Data section START
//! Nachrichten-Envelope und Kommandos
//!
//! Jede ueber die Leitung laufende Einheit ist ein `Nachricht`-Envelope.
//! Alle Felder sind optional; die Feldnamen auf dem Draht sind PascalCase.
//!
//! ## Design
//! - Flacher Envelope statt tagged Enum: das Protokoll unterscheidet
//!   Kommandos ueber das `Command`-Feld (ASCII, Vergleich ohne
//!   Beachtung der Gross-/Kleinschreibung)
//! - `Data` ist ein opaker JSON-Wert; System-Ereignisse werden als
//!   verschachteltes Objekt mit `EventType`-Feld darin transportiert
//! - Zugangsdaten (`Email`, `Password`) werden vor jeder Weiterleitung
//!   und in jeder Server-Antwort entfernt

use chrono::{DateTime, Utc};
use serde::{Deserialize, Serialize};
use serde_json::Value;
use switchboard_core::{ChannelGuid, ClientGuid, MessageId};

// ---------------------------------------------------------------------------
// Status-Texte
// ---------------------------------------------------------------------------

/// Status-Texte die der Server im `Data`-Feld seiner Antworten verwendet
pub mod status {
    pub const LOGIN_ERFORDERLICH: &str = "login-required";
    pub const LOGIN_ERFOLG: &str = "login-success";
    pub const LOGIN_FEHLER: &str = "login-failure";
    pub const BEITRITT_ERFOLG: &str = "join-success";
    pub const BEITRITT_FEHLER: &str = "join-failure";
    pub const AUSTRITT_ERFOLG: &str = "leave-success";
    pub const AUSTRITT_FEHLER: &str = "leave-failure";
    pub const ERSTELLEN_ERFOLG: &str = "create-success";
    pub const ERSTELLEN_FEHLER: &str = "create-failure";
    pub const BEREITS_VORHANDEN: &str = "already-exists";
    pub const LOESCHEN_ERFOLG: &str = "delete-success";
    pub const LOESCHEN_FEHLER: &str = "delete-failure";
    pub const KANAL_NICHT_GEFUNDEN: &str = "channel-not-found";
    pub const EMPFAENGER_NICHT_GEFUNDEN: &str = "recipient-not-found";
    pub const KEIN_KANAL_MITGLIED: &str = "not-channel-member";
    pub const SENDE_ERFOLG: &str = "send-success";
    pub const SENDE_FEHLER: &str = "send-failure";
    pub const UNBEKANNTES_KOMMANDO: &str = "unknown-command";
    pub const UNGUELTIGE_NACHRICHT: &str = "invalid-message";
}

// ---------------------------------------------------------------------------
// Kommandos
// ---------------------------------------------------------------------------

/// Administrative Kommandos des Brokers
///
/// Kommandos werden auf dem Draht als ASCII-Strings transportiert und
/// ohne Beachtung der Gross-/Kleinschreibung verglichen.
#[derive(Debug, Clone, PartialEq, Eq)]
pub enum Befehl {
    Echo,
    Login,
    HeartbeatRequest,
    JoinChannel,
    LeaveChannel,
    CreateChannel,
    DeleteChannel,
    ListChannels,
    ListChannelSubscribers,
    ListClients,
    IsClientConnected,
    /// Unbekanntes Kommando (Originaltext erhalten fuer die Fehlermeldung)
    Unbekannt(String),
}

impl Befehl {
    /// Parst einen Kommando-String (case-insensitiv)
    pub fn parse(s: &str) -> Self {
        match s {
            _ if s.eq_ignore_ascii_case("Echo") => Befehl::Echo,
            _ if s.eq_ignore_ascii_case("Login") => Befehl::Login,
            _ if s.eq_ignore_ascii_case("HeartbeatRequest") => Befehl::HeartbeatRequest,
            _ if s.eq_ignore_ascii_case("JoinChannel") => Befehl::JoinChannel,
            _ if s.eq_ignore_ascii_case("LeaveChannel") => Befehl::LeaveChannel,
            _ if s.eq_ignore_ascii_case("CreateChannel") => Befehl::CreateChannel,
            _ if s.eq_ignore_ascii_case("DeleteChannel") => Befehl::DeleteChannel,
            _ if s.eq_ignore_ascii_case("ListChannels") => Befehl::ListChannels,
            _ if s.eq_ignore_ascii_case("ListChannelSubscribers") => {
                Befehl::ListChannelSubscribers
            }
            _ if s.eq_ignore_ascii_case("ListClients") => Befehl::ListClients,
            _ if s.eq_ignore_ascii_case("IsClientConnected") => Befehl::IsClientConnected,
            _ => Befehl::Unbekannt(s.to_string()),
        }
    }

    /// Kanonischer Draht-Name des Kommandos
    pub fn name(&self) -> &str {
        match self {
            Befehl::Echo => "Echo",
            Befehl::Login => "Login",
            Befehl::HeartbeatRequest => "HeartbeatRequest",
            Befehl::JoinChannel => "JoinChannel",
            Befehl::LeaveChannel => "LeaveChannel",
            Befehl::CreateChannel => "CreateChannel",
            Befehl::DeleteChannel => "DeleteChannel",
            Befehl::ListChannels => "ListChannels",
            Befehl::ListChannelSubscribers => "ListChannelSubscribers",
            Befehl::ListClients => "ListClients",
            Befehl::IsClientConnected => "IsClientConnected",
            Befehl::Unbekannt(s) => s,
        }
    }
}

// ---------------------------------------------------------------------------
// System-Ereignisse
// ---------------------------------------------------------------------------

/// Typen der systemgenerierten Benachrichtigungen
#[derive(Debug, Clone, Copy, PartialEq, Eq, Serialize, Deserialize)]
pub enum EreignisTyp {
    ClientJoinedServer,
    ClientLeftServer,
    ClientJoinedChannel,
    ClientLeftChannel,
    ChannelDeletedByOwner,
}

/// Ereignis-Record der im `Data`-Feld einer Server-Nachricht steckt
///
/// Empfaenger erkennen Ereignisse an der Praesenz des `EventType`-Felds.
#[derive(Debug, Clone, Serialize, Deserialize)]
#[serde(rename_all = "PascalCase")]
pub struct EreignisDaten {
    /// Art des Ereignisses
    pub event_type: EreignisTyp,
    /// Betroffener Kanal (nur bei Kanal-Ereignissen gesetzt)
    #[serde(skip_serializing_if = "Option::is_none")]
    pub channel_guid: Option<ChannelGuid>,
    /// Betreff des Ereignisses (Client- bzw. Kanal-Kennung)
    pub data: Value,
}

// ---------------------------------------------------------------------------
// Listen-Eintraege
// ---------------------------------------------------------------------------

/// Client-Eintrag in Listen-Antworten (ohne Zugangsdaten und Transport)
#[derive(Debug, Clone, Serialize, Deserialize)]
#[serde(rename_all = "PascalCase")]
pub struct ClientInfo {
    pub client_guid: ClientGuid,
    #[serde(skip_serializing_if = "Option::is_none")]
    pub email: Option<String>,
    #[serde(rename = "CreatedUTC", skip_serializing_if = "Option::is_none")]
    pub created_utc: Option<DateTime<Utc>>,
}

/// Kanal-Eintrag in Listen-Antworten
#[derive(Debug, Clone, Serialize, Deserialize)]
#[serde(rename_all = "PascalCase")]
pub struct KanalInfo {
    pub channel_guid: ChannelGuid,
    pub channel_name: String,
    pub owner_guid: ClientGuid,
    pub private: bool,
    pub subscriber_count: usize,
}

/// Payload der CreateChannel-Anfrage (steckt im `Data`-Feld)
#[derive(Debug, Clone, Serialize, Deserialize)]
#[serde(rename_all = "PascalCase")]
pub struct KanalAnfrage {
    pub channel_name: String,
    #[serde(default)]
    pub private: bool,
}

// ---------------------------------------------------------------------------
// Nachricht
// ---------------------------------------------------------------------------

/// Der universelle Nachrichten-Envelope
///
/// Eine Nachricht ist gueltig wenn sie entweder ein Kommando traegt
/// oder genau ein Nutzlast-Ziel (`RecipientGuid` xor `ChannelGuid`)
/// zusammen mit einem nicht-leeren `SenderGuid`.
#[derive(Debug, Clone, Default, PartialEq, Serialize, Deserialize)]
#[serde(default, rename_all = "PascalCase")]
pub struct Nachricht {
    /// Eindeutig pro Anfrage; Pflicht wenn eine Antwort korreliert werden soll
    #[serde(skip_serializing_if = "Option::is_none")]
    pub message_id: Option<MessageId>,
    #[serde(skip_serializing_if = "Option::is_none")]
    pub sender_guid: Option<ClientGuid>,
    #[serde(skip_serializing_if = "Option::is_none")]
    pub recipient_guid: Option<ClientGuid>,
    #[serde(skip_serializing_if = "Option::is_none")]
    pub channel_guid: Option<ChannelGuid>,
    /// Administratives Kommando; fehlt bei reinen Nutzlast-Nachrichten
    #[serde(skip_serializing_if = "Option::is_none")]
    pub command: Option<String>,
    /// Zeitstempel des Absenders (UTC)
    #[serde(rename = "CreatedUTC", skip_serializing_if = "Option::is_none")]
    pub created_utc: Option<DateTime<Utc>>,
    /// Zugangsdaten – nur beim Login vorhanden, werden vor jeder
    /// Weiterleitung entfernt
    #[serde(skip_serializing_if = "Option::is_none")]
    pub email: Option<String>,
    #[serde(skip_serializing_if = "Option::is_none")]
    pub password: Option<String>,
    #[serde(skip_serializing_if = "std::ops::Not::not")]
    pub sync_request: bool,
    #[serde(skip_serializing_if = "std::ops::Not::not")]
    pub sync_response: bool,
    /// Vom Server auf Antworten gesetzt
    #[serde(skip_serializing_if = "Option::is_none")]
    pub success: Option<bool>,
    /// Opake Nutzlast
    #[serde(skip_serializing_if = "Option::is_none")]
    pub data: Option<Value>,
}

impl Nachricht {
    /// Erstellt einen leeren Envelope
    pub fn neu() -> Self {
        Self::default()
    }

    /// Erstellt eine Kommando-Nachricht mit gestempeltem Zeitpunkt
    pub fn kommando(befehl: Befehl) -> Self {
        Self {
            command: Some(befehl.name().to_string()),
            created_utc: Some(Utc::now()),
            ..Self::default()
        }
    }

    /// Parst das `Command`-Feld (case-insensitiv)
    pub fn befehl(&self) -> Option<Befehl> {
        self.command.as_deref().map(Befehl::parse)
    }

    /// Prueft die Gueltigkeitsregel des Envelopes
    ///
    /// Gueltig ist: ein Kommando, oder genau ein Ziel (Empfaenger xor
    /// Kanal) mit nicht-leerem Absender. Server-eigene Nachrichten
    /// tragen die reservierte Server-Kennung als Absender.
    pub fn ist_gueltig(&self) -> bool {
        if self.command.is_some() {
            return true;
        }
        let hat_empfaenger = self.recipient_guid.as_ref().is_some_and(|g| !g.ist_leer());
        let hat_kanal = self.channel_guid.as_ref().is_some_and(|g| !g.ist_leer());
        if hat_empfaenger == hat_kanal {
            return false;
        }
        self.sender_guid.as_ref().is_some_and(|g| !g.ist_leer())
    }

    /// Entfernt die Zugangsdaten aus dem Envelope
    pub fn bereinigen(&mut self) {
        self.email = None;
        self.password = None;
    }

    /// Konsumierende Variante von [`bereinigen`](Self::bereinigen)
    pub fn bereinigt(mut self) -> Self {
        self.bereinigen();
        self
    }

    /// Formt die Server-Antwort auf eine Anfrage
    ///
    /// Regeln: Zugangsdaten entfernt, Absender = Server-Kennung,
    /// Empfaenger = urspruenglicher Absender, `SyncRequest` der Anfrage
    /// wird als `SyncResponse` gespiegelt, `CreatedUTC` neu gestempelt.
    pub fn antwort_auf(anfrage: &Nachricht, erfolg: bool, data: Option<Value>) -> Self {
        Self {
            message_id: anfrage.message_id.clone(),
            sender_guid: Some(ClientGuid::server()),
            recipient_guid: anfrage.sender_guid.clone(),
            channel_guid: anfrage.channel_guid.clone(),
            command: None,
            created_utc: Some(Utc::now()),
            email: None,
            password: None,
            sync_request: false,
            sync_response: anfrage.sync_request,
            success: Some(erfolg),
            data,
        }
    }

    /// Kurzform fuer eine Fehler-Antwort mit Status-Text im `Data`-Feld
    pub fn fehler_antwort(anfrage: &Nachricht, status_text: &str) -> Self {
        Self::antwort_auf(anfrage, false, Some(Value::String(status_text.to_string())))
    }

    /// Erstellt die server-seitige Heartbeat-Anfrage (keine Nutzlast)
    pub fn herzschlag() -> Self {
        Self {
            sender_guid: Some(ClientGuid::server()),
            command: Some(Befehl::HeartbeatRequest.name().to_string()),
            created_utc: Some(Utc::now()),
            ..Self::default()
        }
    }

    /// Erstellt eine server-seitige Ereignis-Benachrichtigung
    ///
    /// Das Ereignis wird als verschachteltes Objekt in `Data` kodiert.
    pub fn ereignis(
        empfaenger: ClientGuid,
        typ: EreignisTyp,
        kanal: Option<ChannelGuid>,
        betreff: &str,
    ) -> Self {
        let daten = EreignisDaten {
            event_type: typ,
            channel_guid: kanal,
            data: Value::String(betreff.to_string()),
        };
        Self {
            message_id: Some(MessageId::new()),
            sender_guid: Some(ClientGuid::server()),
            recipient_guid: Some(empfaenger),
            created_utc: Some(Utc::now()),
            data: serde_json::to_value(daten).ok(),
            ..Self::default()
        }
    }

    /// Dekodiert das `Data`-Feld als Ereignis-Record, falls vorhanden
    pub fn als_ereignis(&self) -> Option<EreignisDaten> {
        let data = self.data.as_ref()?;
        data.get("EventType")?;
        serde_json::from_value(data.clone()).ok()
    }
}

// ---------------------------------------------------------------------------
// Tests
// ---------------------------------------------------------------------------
Data section END
▸ **Required action**: Retype exactly the lines from the start of the entries through the one with "pub const LOESCHEN_FEHLER: &str"; include both ends.

▸ **Solved exercise**:
//! Nachrichten-Envelope und Kommandos
//!
//! Jede ueber die Leitung laufende Einheit ist ein `Nachricht`-Envelope.
//! Alle Felder sind optional; die Feldnamen auf dem Draht sind PascalCase.
//!
//! ## Design
//! - Flacher Envelope statt tagged Enum: das Protokoll unterscheidet
//!   Kommandos ueber das `Command`-Feld (ASCII, Vergleich ohne
//!   Beachtung der Gross-/Kleinschreibung)
//! - `Data` ist ein opaker JSON-Wert; System-Ereignisse werden als
//!   verschachteltes Objekt mit `EventType`-Feld darin transportiert
//! - Zugangsdaten (`Email`, `Password`) werden vor jeder Weiterleitung
//!   und in jeder Server-Antwort entfernt

use chrono::{DateTime, Utc};
use serde::{Deserialize, Serialize};
use serde_json::Value;
use switchboard_core::{ChannelGuid, ClientGuid, MessageId};

// ---------------------------------------------------------------------------
// Status-Texte
// ---------------------------------------------------------------------------

/// Status-Texte die der Server im `Data`-Feld seiner Antworten verwendet
pub mod status {
    pub const LOGIN_ERFORDERLICH: &str = "login-required";
    pub const LOGIN_ERFOLG: &str = "login-success";
    pub const LOGIN_FEHLER: &str = "login-failure";
    pub const BEITRITT_ERFOLG: &str = "join-success";
    pub const BEITRITT_FEHLER: &str = "join-failure";
    pub const AUSTRITT_ERFOLG: &str = "leave-success";
    pub const AUSTRITT_FEHLER: &str = "leave-failure";
    pub const ERSTELLEN_ERFOLG: &str = "create-success";
    pub const ERSTELLEN_FEHLER: &str = "create-failure";
    pub const BEREITS_VORHANDEN: &str = "already-exists";
    pub const LOESCHEN_ERFOLG: &str = "delete-success";
    pub const LOESCHEN_FEHLER: &str = "delete-failure";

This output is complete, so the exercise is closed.